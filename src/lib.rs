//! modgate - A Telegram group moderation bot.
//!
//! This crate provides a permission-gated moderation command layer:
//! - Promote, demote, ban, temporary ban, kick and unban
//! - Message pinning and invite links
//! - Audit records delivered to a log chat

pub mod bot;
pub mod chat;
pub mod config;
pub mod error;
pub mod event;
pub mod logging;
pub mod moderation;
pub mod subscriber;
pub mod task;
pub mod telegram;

****************************************

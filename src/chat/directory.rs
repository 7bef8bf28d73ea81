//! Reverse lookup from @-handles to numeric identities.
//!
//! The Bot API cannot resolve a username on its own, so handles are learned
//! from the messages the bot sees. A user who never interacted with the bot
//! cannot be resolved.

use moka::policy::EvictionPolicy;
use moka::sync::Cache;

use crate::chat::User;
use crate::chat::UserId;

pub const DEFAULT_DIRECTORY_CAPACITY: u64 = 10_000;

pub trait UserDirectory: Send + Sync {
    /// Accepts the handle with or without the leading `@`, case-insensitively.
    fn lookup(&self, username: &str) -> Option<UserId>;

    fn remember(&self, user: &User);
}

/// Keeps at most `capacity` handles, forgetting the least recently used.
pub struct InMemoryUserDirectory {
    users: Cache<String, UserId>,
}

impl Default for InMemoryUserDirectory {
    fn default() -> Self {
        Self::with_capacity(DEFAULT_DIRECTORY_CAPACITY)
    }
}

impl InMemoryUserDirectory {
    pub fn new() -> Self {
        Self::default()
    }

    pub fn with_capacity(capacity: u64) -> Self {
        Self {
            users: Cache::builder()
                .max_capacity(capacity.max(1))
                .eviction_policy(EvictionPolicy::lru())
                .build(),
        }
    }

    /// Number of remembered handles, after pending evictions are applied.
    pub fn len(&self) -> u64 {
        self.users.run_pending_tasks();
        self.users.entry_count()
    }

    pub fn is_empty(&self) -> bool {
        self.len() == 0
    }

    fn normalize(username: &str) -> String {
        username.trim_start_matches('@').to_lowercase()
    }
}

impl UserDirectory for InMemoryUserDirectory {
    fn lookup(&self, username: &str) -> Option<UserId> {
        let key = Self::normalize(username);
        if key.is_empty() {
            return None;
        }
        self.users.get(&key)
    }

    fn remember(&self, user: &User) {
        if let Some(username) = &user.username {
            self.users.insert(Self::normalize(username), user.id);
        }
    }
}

****************************************

Task -> Retype word for word everything in the listing above from the line that holds "filename src/lib.rs" down to the line that holds "pub mod telegram;". Keep both end lines and leave out the rest.

Reply ->
filename src/lib.rs
//! modgate - A Telegram group moderation bot.
//!
//! This crate provides a permission-gated moderation command layer:
//! - Promote, demote, ban, temporary ban, kick and unban
//! - Message pinning and invite links
//! - Audit records delivered to a log chat

pub mod bot;
pub mod chat;
pub mod config;
pub mod error;
pub mod event;
pub mod logging;
pub mod moderation;
pub mod subscriber;
pub mod task;
pub mod telegram;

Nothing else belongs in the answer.